Born in 1950, in Brazil, but raised in England from the age of 11, Cross’s use of colour and light is typical of someone brought up in two antagonistic cultures and countries. The audacity with which he combines northern light with bright colours such as brilliant yellow and geranium red reveals a unique sense of observation and colour coordination. This perception becomes apparent when looking at his technique. Not only does he put one wash over another to obtain gradations of colour and tone, but he also retains in the classical way the monochromatic under-painting as a base. In addition to that, he sometimes wipes out areas of dry colour by scratching the surface of the paper with palette knives or spatula. The monopoly of paintbrushes seems to have been abandoned. Accidental patterns and lines are often created by blocks of wood slightly painted on one side and then pressed onto the paper, or by using sponges, ink rollers, or stencils. His constant need to bring together colours from opposite ends of the spectrum leads him to use oil paint, printing ink, and encaustic. This tends to heighten and strengthen the bodies of colours and create a wide field of tones and lights. The basic medium he has chosen here is part of a very strong British tradition of seeing and painting. However, this tradition re-emerges somehow transcended in each piece of work.

To approach these paintings after the theorised death of authenticity and expression left over by post-modernism one has to refuse to take art history in linear terms otherwise they come across either as perfect example of a “fin de siècle” Neo-Abstract Expressionism or just as conventional lyrical exercises in good taste. Abstract expressionist art is largely dedicated to a kind of work that tries to achieve a sort of zero-form/zero-content metaphor for the unspeakable, denying the “objectness” of painting. To avoid this reductive and recently too often celebrated perspective (see Richter), Peter Cross uses abstraction like a poet uses words and silences, simply as a tool—a tool that helps him to explore the dynamics of abstract creation. What interests him is not to depict the mainstream of “city-life,” or even by contrast of an ethereal utopian  “inner-life,” not even to push the limits of visual language, but to express the move between inner desire and outer expression, to find the essential forces that lie between the existing systems and the signs he projects.

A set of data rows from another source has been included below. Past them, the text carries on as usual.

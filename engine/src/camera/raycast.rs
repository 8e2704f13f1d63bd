//! Raycast Module
//!
//! Provides the cursor ray and the intersection tests the reference scene
//! uses to answer one nearest-surface query per tick.

use glam::Vec3;

/// A world-space ray with a normalized direction.
#[derive(Clone, Copy, Debug, PartialEq)]
pub struct Ray {
    pub origin: Vec3,
    pub direction: Vec3,
}

impl Ray {
    /// Create a ray, normalizing `direction`.
    pub fn new(origin: Vec3, direction: Vec3) -> Self {
        Self {
            origin,
            direction: direction.normalize_or_zero(),
        }
    }

    /// Ray pointing straight down onto `point` from `height` units above it.
    ///
    /// Handy for hosts that already know the cursor's ground position.
    pub fn looking_down_at(point: Vec3, height: f32) -> Self {
        Self::new(point + Vec3::Y * height, Vec3::NEG_Y)
    }

    /// Point at distance `t` along the ray.
    #[inline]
    pub fn at(&self, t: f32) -> Vec3 {
        self.origin + self.direction * t
    }
}

/// Calculate ray direction from screen UV coordinates
///
/// # Arguments
/// * `camera_pos` - Camera position in world space
/// * `camera_target` - Point the camera is looking at
/// * `uv` - Normalized screen coordinates (0-1, 0-1) where (0,0) is bottom-left
/// * `aspect_ratio` - Screen aspect ratio (width / height)
/// * `fov` - Field of view in radians
///
/// # Returns
/// Normalized ray direction in world space
pub fn get_ray_direction(
    camera_pos: Vec3,
    camera_target: Vec3,
    uv: (f32, f32),
    aspect_ratio: f32,
    fov: f32,
) -> Vec3 {
    let ndc = (uv.0 * 2.0 - 1.0, uv.1 * 2.0 - 1.0);
    let half_fov = (fov * 0.5_f32).tan();

    let forward = (camera_target - camera_pos).normalize();

    // Looking straight up or down - use world X as reference
    let (right, up) = if forward.y.abs() > 0.99 {
        let right = Vec3::X;
        let up = right.cross(forward).normalize();
        (right, up)
    } else {
        let right = forward.cross(Vec3::Y).normalize();
        let up = right.cross(forward);
        (right, up)
    };

    (forward + right * ndc.0 * aspect_ratio * half_fov + up * ndc.1 * half_fov).normalize()
}

/// Intersect a ray with the horizontal plane `y = plane_height`.
///
/// # Returns
/// * `Some(t)` - Distance along the ray to the intersection
/// * `None` - Ray is parallel to the plane or the plane is behind the origin
pub fn ray_plane_intersection(ray: &Ray, plane_height: f32) -> Option<f32> {
    if ray.direction.y.abs() < 0.0001 {
        return None;
    }

    let t = (plane_height - ray.origin.y) / ray.direction.y;
    if t < 0.0 {
        return None;
    }

    Some(t)
}

/// Intersect a ray with an axis-aligned box (slab method).
///
/// # Returns
/// * `Some((t, normal))` - Entry distance and the outward normal of the face hit
/// * `None` - Ray misses the box or the box is behind the origin
pub fn ray_aabb_intersection(ray: &Ray, min: Vec3, max: Vec3) -> Option<(f32, Vec3)> {
    let mut t_near = f32::NEG_INFINITY;
    let mut t_far = f32::INFINITY;
    let mut normal = Vec3::ZERO;

    for axis in 0..3 {
        let origin = ray.origin[axis];
        let dir = ray.direction[axis];

        if dir.abs() < 1e-8 {
            // Parallel to this slab: must already be inside it
            if origin < min[axis] || origin > max[axis] {
                return None;
            }
            continue;
        }

        let inv = 1.0 / dir;
        let mut t0 = (min[axis] - origin) * inv;
        let mut t1 = (max[axis] - origin) * inv;
        // Entering through the min face means the outward normal points negative
        let mut face_sign = -1.0;
        if t0 > t1 {
            std::mem::swap(&mut t0, &mut t1);
            face_sign = 1.0;
        }

        if t0 > t_near {
            t_near = t0;
            normal = Vec3::ZERO;
            normal[axis] = face_sign;
        }
        t_far = t_far.min(t1);

        if t_near > t_far {
            return None;
        }
    }

    if t_far < 0.0 {
        return None;
    }

    // Origin inside the box: report the exit point with the ray reversed as normal
    if t_near < 0.0 {
        return Some((t_far, -ray.direction));
    }

    Some((t_near, normal))
}

/// Raycast configuration for convenience
#[derive(Clone, Copy, Debug)]
pub struct RaycastConfig {
    /// Screen aspect ratio (width / height)
    pub aspect_ratio: f32,
    /// Field of view in radians
    pub fov: f32,
}

impl Default for RaycastConfig {
    fn default() -> Self {
        Self {
            aspect_ratio: 16.0 / 9.0,
            fov: 1.2, // ~69 degrees
        }
    }
}

impl RaycastConfig {
    /// Create a new raycast config with the given aspect ratio
    pub fn with_aspect(aspect_ratio: f32) -> Self {
        Self {
            aspect_ratio,
            ..Default::default()
        }
    }

    /// Build the cursor ray for a screen UV using this config
    pub fn screen_ray(&self, camera_pos: Vec3, camera_target: Vec3, uv: (f32, f32)) -> Ray {
        Ray::new(
            camera_pos,
            get_ray_direction(camera_pos, camera_target, uv, self.aspect_ratio, self.fov),
        )
    }
}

This is the reason why they cannot be seen as abstract landscapes, not only because this would be a contradiction in itself, but because these pieces of work refuse the escapism a conventional landscape—abstract or not—produces. They do not invite or refer like, for instance, a MacKeever painting, but seduce. They seduce, of course, with the essential qualities of the materials involved: colour, light, and rhythm. However, they seduce above all, because they refer primarily to themselves; to their inner rhythm and repetition. This could be seen as sterile or reductive. However, they pull in the other direction. They are a seductive challenge that does not create, propose, or categorise but tries to evade the didactic. They express vulnerability not conviction. As he himself says: “The information I want to give is value free, open ended, intuitive, probably erotic. Something about wanting to cover over gaps, differences and anxiety, to give form to formless energy.”

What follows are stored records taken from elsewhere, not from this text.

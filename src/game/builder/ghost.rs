//! Ghost Preview
//!
//! The single live preview of the selected catalog entry. It follows the
//! cursor over ground, or sits at the snapped position while snapped.

use glam::{Quat, Vec3};

use super::catalog::{CatalogEntry, ObjectType, TemplateId};
use super::snap::{Pose, SnapZone, SnapZoneTracker, ZoneId};
use crate::game::config::BuildConfig;

/// Preview entity bound to one catalog entry.
#[derive(Debug, Clone)]
pub struct GhostInstance {
    /// Catalog index this ghost previews
    pub entry_index: usize,
    /// Preview template the host renders
    pub template: TemplateId,
    pub object_type: ObjectType,
    pub scale: Vec3,
    /// Pose applied on the last update
    pub pose: Pose,
    /// Inactive ghosts receive no updates or overlap signals
    pub active: bool,
    tracker: SnapZoneTracker,
}

impl GhostInstance {
    pub fn tracker(&self) -> &SnapZoneTracker {
        &self.tracker
    }

    pub fn tracker_mut(&mut self) -> &mut SnapZoneTracker {
        &mut self.tracker
    }

    pub fn is_snapped(&self) -> bool {
        self.tracker.is_snapped()
    }

    /// Pose a piece would take for `cursor`, with `rotation` applied on top.
    pub fn effective_pose(&self, cursor: Vec3, rotation: Quat) -> Pose {
        let pose = self.tracker.effective_pose(cursor);
        pose.with_rotation(rotation * pose.rotation)
    }
}

/// Owns the ghost for the current selection.
#[derive(Debug, Clone)]
pub struct GhostController {
    vertical_offset: f32,
    release_distance: f32,
    default_scale: Vec3,
    ghost: Option<GhostInstance>,
}

impl GhostController {
    pub fn new(config: &BuildConfig) -> Self {
        Self {
            vertical_offset: config.vertical_offset,
            release_distance: config.snap_release_distance,
            default_scale: config.default_scale,
            ghost: None,
        }
    }

    /// Create the ghost for `entry`, replacing any previous one.
    ///
    /// The new ghost starts where the old one was so it does not flash at the origin.
    pub fn on_selection_activated(&mut self, index: usize, entry: &CatalogEntry) {
        let scale = entry.scale_or(self.default_scale);
        let pose = self.ghost.as_ref().map(|g| g.pose).unwrap_or_default();

        self.ghost = Some(GhostInstance {
            entry_index: index,
            template: entry.preview.clone(),
            object_type: entry.object_type,
            scale,
            pose,
            active: true,
            tracker: SnapZoneTracker::new(scale, self.vertical_offset, self.release_distance),
        });

        log::debug!("ghost '{}' activated for entry {}", entry.preview, index);
    }

    /// Mark the current ghost inactive. The host decides whether to hide,
    /// destroy or reuse its preview.
    pub fn on_selection_deactivated(&mut self) {
        if let Some(ghost) = self.ghost.as_mut() {
            ghost.active = false;
            ghost.tracker.clear();
            log::debug!("ghost '{}' deactivated", ghost.template);
        }
    }

    /// Per-tick ground update: run the staleness guard, then move the ghost
    /// straight to its effective pose. Returns the applied pose.
    pub fn update(&mut self, cursor: Vec3, rotation: Quat) -> Option<Pose> {
        let ghost = self.active_ghost_mut()?;
        ghost.tracker.refresh(cursor);
        ghost.pose = ghost.effective_pose(cursor, rotation);
        Some(ghost.pose)
    }

    /// Tick without a ground update.
    pub fn advance_tick(&mut self) {
        if let Some(ghost) = self.active_ghost_mut() {
            ghost.tracker.advance_tick();
        }
    }

    pub fn on_zone_overlap_enter(&mut self, zone: SnapZone) {
        if let Some(ghost) = self.active_ghost_mut() {
            ghost.tracker.on_zone_enter(zone);
        }
    }

    pub fn on_zone_overlap_exit(&mut self, id: ZoneId) {
        if let Some(ghost) = self.active_ghost_mut() {
            ghost.tracker.on_zone_exit(id);
        }
    }

    /// The ghost, active or not.
    pub fn ghost(&self) -> Option<&GhostInstance> {
        self.ghost.as_ref()
    }

    pub fn active_ghost(&self) -> Option<&GhostInstance> {
        self.ghost.as_ref().filter(|g| g.active)
    }

    pub fn active_ghost_mut(&mut self) -> Option<&mut GhostInstance> {
        self.ghost.as_mut().filter(|g| g.active)
    }
}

Peter Cross takes us back to Plato’s Cratylus and to Hermogenes’s discussion on the difficult position of the artist in front of his subjective faith in the (visual) language used—here abstraction. His works on paper try to concentrate, having removed those specific shadows of forms and meanings, on a general non-specific flickering, accident, that pulls through the cracks and passes between the sign and the signified, between the essence and its reflection. The aim of this seductive challenge is therefore to question the dynamics of abstract expression and, as a consequence, to confront the value of visual experience itself.

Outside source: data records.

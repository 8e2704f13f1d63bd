//! Placement Rules
//!
//! Pure checks deciding whether a surface accepts a piece and whether a hit
//! structure may be removed.

use glam::Vec3;

use crate::world::SurfaceCategory;

/// Steepest surface (degrees from world up) that still accepts a piece
pub const MAX_SLOPE_DEGREES: f32 = 45.0;

/// Absorbs acos rounding so a normal at exactly the limit is accepted
const SLOPE_EPSILON_DEGREES: f32 = 1e-4;

#[derive(Debug, Clone, Copy, PartialEq)]
pub struct PlacementRules {
    max_slope_degrees: f32,
}

impl Default for PlacementRules {
    fn default() -> Self {
        Self {
            max_slope_degrees: MAX_SLOPE_DEGREES,
        }
    }
}

impl PlacementRules {
    pub fn new(max_slope_degrees: f32) -> Self {
        Self { max_slope_degrees }
    }

    pub fn max_slope_degrees(&self) -> f32 {
        self.max_slope_degrees
    }

    /// Angle between `normal` and world up, in degrees.
    ///
    /// `None` for zero-length or non-finite normals.
    pub fn slope_degrees(normal: Vec3) -> Option<f32> {
        if !normal.is_finite() || normal.length_squared() < 1e-12 {
            return None;
        }
        let cos = (normal.dot(Vec3::Y) / normal.length()).clamp(-1.0, 1.0);
        Some(cos.acos().to_degrees())
    }

    /// Inclusive bound: a surface at exactly the limit is accepted.
    pub fn is_slope_acceptable(&self, normal: Vec3) -> bool {
        Self::slope_degrees(normal)
            .is_some_and(|angle| angle <= self.max_slope_degrees + SLOPE_EPSILON_DEGREES)
    }

    /// Only foundations, roofs, pillars and doorways can be removed.
    pub fn is_removable(category: SurfaceCategory) -> bool {
        matches!(
            category,
            SurfaceCategory::Foundation
                | SurfaceCategory::Roof
                | SurfaceCategory::Pillar
                | SurfaceCategory::Doorway
        )
    }
}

“Looking should be a constant search,” says Peter Cross recalling a master such as Cezanne. To fulfil this nostalgic but seemingly essential “early modern” task, he sets himself, as an abstract painter, the ambitious aim of starting each work as if for the first time, always rephrasing, repeating, replaying the same drama until the specific becomes general, until the gap between perception and expression is totally minimised. They are sketches, and as you would expect from sketches presented as final pieces of work, they refuse structure and unity. This constant repetition, page after page of the process of visualisation and this systematic refusal to unify, is not a sudden angry proclamation of non-sense. These works on paper strive to express the humming and vibrating firing line that beams between the act of seeing and the un-escapable mental image formation. In fact they are, as well as questioning and defying forgotten values, an act of faith in this end of century/millennium.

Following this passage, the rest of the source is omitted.